TASK DESCRIPTION:
Search each line of the data for the word "crate"; copy every line where it is found.

Stored data:
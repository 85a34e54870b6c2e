//! Transport seams
//!
//! [`Transport`] is what the request side writes to; [`MessageHandler`] is
//! what the read loop dispatches to. Keeping both as traits lets the client
//! run over a real process, an in-memory pipe, or a recording fake.

use crate::error::Result;
use async_trait::async_trait;
use dartanalysis_protocol::IncomingMessage;
use serde_json::Value;
use std::sync::Arc;

/// Receives everything the read loop decodes
///
/// Called from the single read loop, in wire order. Implementations must
/// not block.
pub trait MessageHandler: Send + Sync + 'static {
    /// A decoded response or notification
    fn handle_message(&self, message: IncomingMessage);

    /// The connection ended; called exactly once per read loop
    fn connection_closed(&self);
}

/// Line-oriented JSON transport
#[async_trait]
pub trait Transport: Send + Sync {
    /// Start the read loop, dispatching to `handler`
    ///
    /// # Errors
    ///
    /// Returns [`crate::TransportError::AlreadyStarted`] on a second call.
    fn start(&self, handler: Arc<dyn MessageHandler>) -> Result<()>;

    /// Write one message as a single line
    ///
    /// Concurrent callers never interleave within a line.
    async fn send_message(&self, message: Value) -> Result<()>;

    /// Check if the connection is still open
    async fn is_connected(&self) -> bool;

    /// Close the connection and stop the server process
    async fn close(&self) -> Result<()>;
}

EXERCISE RESULT:
use crate::error::Result;
    /// Returns [`crate::TransportError::AlreadyStarted`] on a second call.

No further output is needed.